Scientists believe the fourth planet from the sun could have hosted life more than 3 billion years ago when it was covered in rivers and lakes and was much warmer than today.
Perseverance is due to land at the base of a 250-meter-deep (820-foot-deep) basin called the Jezero Crater. Scientists believe there's a chance that the site, a former river delta, preserved organic molecules and evidence of microbial life.
NASA's rover Perseverance has landed on Mars
Perseverance is NASA's fifth Mars rover and its biggest and heaviest to date. Its mission on the Red Planet has started this Thursday.
Image: NASA/JPL-Caltech
A new rover for the red planet
NASA's Mars 2020 Perseverance rover (shown in artist's illustration) is the most sophisticated rover NASA has ever sent to Mars. Ingenuity, a technology experiment, will be the first aircraft to attempt controlled flight on another planet. Perseverance touched down at Mars' Jezero Crater on February 18, 2021 at about 20:57 UTC with Ingenuity attached to its belly.
Image: NASA/JPL-Caltech
Everything prepared
NASA engineers loaded the Mars rover Perseverance onto an Atlas V rocket at the start of July 2020. The rocket took off on July 30 from Cape Canaveral, Florida. The rover arrived at the orbit around Mars in early February 2021.
Image: NASA
Presentation in a clean room
This is how Perseverance looked when it was presented to the public in 2019. The rover will support NASA's Curiosity rover, the most modern rover until Perseverance came along. The new rover weighs a little over a ton — 100 kg (220 pounds) more than its predecessor. And at 3 meters (10 ft) long, it's also 10 centimeters longer as well.
Image: NASA/JPL-Caltech
More performance
Perseverance can be loaded with more research instruments and sensors than its predecessor. And its gripper arm, with its cameras and tools, is stronger, too. The rover can collect samples from Mars. It's got 23 cameras and many other instruments. One mission is to test whether it's possible to extract oxygen from Martian rock. But, hey, what's that standing next to the rover on the ground?
Image: NASA/JPL-Caltech
A small drone
That's right! Perseverance has a helicopter onboard. That's never happened on a planetary mission before. The helicopter is completely new territory for its developers. It will be the first time they're able to experience and collect data from flight in atmospheric conditions that are different from those on Earth, and in a gravity that is about a third of our own.
Image: NASA/Cory Huston
The robotic giant
Curiosity is the largest and most modern of all Mars rovers currently deployed. It landed on August 6, 2012, and has since traveled more than 21 kilometers (13 miles). It is much more than just a rover. Its official name is "Mars Science Laboratory," and it really is a complete lab on wheels.
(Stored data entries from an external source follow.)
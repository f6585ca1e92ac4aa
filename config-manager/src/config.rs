use std::collections::BTreeMap;
use std::path::{Path, PathBuf};

use serde::{Deserialize, Serialize};

use crate::encoding::{EncodingConfig, OutputCodec};
use crate::error::ConfigError;
use crate::http::HttpConfig;
use crate::source::{is_valid_source_id, SourceConfig};
use crate::storage::StorageConfig;
use crate::transcoding::TranscoderConfig;

/// Minimum segment length the container muxer handles sanely
pub const MIN_SEGMENT_SECONDS: u64 = 10;

/// Complete station configuration, immutable after load
#[derive(Debug, Clone, Serialize, Deserialize)]
pub struct Config {
    /// Absolute base directory for all recordings
    pub recordings_base_directory: PathBuf,
    #[serde(default = "default_segment_duration")]
    pub segment_duration_seconds: u64,
    /// What the capture children write: stream copy or a capture-time
    /// re-encode
    #[serde(default)]
    pub output_codec: OutputCodec,
    /// Explicit encoder binary; when unset, a candidate list is probed
    #[serde(default, skip_serializing_if = "Option::is_none")]
    pub encoder_binary: Option<String>,
    #[serde(default)]
    pub encoding: EncodingConfig,
    #[serde(default)]
    pub sources: BTreeMap<String, SourceConfig>,
    #[serde(default)]
    pub storage: StorageConfig,
    #[serde(default)]
    pub transcoder: TranscoderConfig,
    #[serde(default)]
    pub http: HttpConfig,
}

fn default_segment_duration() -> u64 {
    1800
}

impl Config {
    /// Load and validate a config file
    pub fn load(path: &Path) -> Result<Self, ConfigError> {
        if !path.exists() {
            return Err(ConfigError::NotFound(path.display().to_string()));
        }
        let content = std::fs::read_to_string(path)?;
        let config: Self = toml::from_str(&content)?;
        config.validate()?;
        Ok(config)
    }

    /// Save config to a TOML file
    pub fn save_to(&self, path: &Path) -> Result<(), ConfigError> {
        let content = toml::to_string_pretty(self)?;
        if let Some(parent) = path.parent() {
            std::fs::create_dir_all(parent)?;
        }
        std::fs::write(path, content)?;
        Ok(())
    }

    /// Per-source segment directory
    pub fn source_dir(&self, id: &str) -> PathBuf {
        self.recordings_base_directory.join(id)
    }

    /// Sources with `enabled = true`, in stable id order
    pub fn enabled_sources(&self) -> impl Iterator<Item = (&String, &SourceConfig)> {
        self.sources.iter().filter(|(_, s)| s.enabled)
    }

    /// Check every startup invariant; the first violation wins
    pub fn validate(&self) -> Result<(), ConfigError> {
        if self.sources.is_empty() {
            return Err(ConfigError::invalid("sources", "no sources configured"));
        }
        if self.enabled_sources().next().is_none() {
            return Err(ConfigError::invalid(
                "sources",
                "at least one source must be enabled",
            ));
        }

        for (id, source) in &self.sources {
            let field = format!("sources.{}", id);
            if !is_valid_source_id(id) {
                return Err(ConfigError::invalid(
                    field,
                    "id must be 1-32 filename-safe characters (alphanumeric, dash, underscore)",
                ));
            }
            if source.device.is_empty() {
                return Err(ConfigError::invalid(format!("{}.device", field), "device path is empty"));
            }
            if source.framerate < 1 {
                return Err(ConfigError::invalid(
                    format!("{}.framerate", field),
                    "framerate must be at least 1",
                ));
            }
        }

        if self.segment_duration_seconds < MIN_SEGMENT_SECONDS {
            return Err(ConfigError::invalid(
                "segment_duration_seconds",
                format!("must be at least {} seconds", MIN_SEGMENT_SECONDS),
            ));
        }

        if !self.recordings_base_directory.is_absolute() {
            return Err(ConfigError::invalid(
                "recordings_base_directory",
                "must be an absolute path",
            ));
        }

        if self.encoding.quality > 51 {
            return Err(ConfigError::invalid(
                "encoding.quality",
                "quality must be in 0..=51",
            ));
        }

        self.validate_storage()?;
        self.validate_transcoder()?;
        Ok(())
    }

    fn validate_storage(&self) -> Result<(), ConfigError> {
        let s = &self.storage;
        if s.max_age_days < 1 {
            return Err(ConfigError::invalid(
                "storage.max_age_days",
                "must be at least 1",
            ));
        }
        for (field, value) in [
            ("storage.emergency_used_fraction", s.emergency_used_fraction),
            ("storage.emergency_target_fraction", s.emergency_target_fraction),
        ] {
            if !(0.0..=1.0).contains(&value) {
                return Err(ConfigError::invalid(field, "must be within 0..1"));
            }
        }
        if s.emergency_target_fraction >= s.emergency_used_fraction {
            return Err(ConfigError::invalid(
                "storage.emergency_target_fraction",
                "must be below emergency_used_fraction",
            ));
        }
        Ok(())
    }

    fn validate_transcoder(&self) -> Result<(), ConfigError> {
        let t = &self.transcoder;
        t.schedule_window()?;
        if t.quality > 51 {
            return Err(ConfigError::invalid(
                "transcoder.quality",
                "quality must be in 0..=51",
            ));
        }
        for (field, value) in [
            ("transcoder.max_cpu_percent", t.max_cpu_percent),
            ("transcoder.max_io_wait", t.max_io_wait),
            ("transcoder.min_savings_percent", t.min_savings_percent),
        ] {
            if !(0.0..=100.0).contains(&value) {
                return Err(ConfigError::invalid(field, "must be within 0..100"));
            }
        }
        Ok(())
    }

    /// Verify the recordings base exists and is writable.
    ///
    /// Creates the top-level directory if missing, never deeper.
    pub fn check_recordings_dir(&self) -> Result<(), ConfigError> {
        let base = &self.recordings_base_directory;
        if !base.exists() {
            std::fs::create_dir(base).map_err(|e| {
                ConfigError::invalid(
                    "recordings_base_directory",
                    format!("cannot create {}: {}", base.display(), e),
                )
            })?;
        }
        let probe = base.join(".write_test");
        std::fs::write(&probe, b"")
            .and_then(|_| std::fs::remove_file(&probe))
            .map_err(|e| {
                ConfigError::invalid(
                    "recordings_base_directory",
                    format!("{} is not writable: {}", base.display(), e),
                )
            })
    }
}

#[cfg(test)]
mod tests {
    use super::*;
    use crate::encoding::OutputCodec;
    use crate::source::InputCodec;

    const SAMPLE: &str = r#"
recordings_base_directory = "/storage/recordings"
segment_duration_seconds = 30
output_codec = "copy"

[encoding]
preset = "fast"

[sources.cam1]
device = "/dev/video0"
name = "Front door"
resolution = "2560x1440"
framerate = 60
input_codec = "h264"
enabled = true

[sources.cam2]
device = "/dev/video2"
name = "Garage"
enabled = false

[storage]
cleanup_enabled = true
max_age_days = 30

[transcoder]
enabled = false
min_age_days = 7
schedule_start = "22:00"
schedule_end = "06:00"

[http]
port = 8080
"#;

    fn sample() -> Config {
        let config: Config = toml::from_str(SAMPLE).unwrap();
        config.validate().unwrap();
        config
    }

    #[test]
    fn test_parse_sample() {
        let config = sample();
        assert_eq!(config.sources.len(), 2);
        let cam1 = &config.sources["cam1"];
        assert_eq!(cam1.resolution.width, 2560);
        assert_eq!(cam1.framerate, 60);
        assert_eq!(cam1.input_codec, InputCodec::H264);
        assert_eq!(config.output_codec, OutputCodec::Copy);
        assert_eq!(config.enabled_sources().count(), 1);
        assert_eq!(
            config.source_dir("cam1"),
            PathBuf::from("/storage/recordings/cam1")
        );
    }

    #[test]
    fn test_roundtrip_preserves_snapshot() {
        let config = sample();
        let serialized = toml::to_string_pretty(&config).unwrap();
        let reloaded: Config = toml::from_str(&serialized).unwrap();
        assert_eq!(
            format!("{:?}", config),
            format!("{:?}", reloaded)
        );
    }

    #[test]
    fn test_rejects_no_enabled_sources() {
        let mut config = sample();
        for source in config.sources.values_mut() {
            source.enabled = false;
        }
        let err = config.validate().unwrap_err();
        assert!(matches!(err, ConfigError::Invalid { .. }));
    }

    #[test]
    fn test_rejects_short_segments() {
        let mut config = sample();
        config.segment_duration_seconds = 5;
        assert!(config.validate().is_err());
    }

    #[test]
    fn test_rejects_relative_base() {
        let mut config = sample();
        config.recordings_base_directory = PathBuf::from("recordings");
        assert!(config.validate().is_err());
    }

    #[test]
    fn test_rejects_bad_quality() {
        let mut config = sample();
        config.transcoder.quality = 52;
        assert!(config.validate().is_err());
    }

    #[test]
    fn test_rejects_inverted_emergency_fractions() {
        let mut config = sample();
        config.storage.emergency_target_fraction = 0.96;
        assert!(config.validate().is_err());
    }

    #[test]
    fn test_rejects_zero_framerate() {
        let mut config = sample();
        config.sources.get_mut("cam1").unwrap().framerate = 0;
        assert!(config.validate().is_err());
    }

    #[test]
    fn test_invalid_error_names_field() {
        let mut config = sample();
        config.segment_duration_seconds = 1;
        match config.validate().unwrap_err() {
            ConfigError::Invalid { field, .. } => {
                assert_eq!(field, "segment_duration_seconds")
            }
            other => panic!("unexpected error: {}", other),
        }
    }

    #[test]
    fn test_writable_check() {
        let dir = tempfile::tempdir().unwrap();
        let mut config = sample();
        config.recordings_base_directory = dir.path().join("recordings");
        config.check_recordings_dir().unwrap();
        assert!(config.recordings_base_directory.exists());
    }
}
Image: picture-alliance/dpa/Nasa/Jpl-Caltech/Msss
What's in it?
For example, it contains a special spectrometer, which can analyze chemical compounds from a distance with the help of a laser; a complete meteorological station that can measure temperature, atmospheric pressure, radiation, humidity and wind speed; and most importantly, a chemistry lab that can run detailed analyses of organic compounds and is always on the hunt for traces of alien life.
Image: NASA/JPL-Caltech/MSSS
Not just scratching the surface
Curiosity has shown that life would theoretically be possible on Mars. But it hasn't discovered any life, yet. The robot's arm is equipped with a full power drill. Here, it's taking a sample in "Yellowknife Bay" inside the Gale Crater.
Image: NASA/JPL-Caltech
Off to the lab!
The Mars dust is processed by a large number of instruments. First, it's filtered and separated into different-sized particles. Then, those get sorted and sent off to different analytical laboratory machines.
Image: picture alliance/AP Photo/NASA
A tiny predecessor
Curiosity's predecessors were much smaller. On July 4, 1997, the small Mars rover Sojourner left its first tire tracks behind in the dust of the red planet. It was the first time a mobile robot had been left to its own devices there, equipped with an X-ray spectrometer to conduct chemical analyses and with optical cameras.
Image: NASA/JPL
Size comparison
Three rover generations. (The tiny one up front is Sojourner.) At 10.6 kilograms (23 pounds), it's not much bigger than a toy car. Its top speed: 1 centimeter per second. Opportunity weighs 185 kilograms — roughly the equivalent of an electric wheelchair. Curiosity is as big as a small car, at 900 kilograms. The big ones travel up to 4 or 5 centimeters per second.
Image: NASA/JPL-Caltech
Almost four months of duty
Sojourner travelled about 100 meters during its lifetime and delivered data and pictures until September 27, 1997. This is one of the last pictures of it, taken nine days before the radio connection broke down. Sojourner probably died because the battery did not survive the cold nights.
Image: NASA/JPL
Paving the way for tomorrow's technology
Without the experience of Sojourner, newer rovers could have hardly been envisaged. In 2004, NASA landed two robots of the same model on Mars: Spirit and Opportunity. Spirit survived for six years, travelling a distance of 7.7 kilometers. The robot climbed mountains, took soil samples and withstood winter and sandstorms. Its sibling, Opportunity, lost contact on February 13, 2019.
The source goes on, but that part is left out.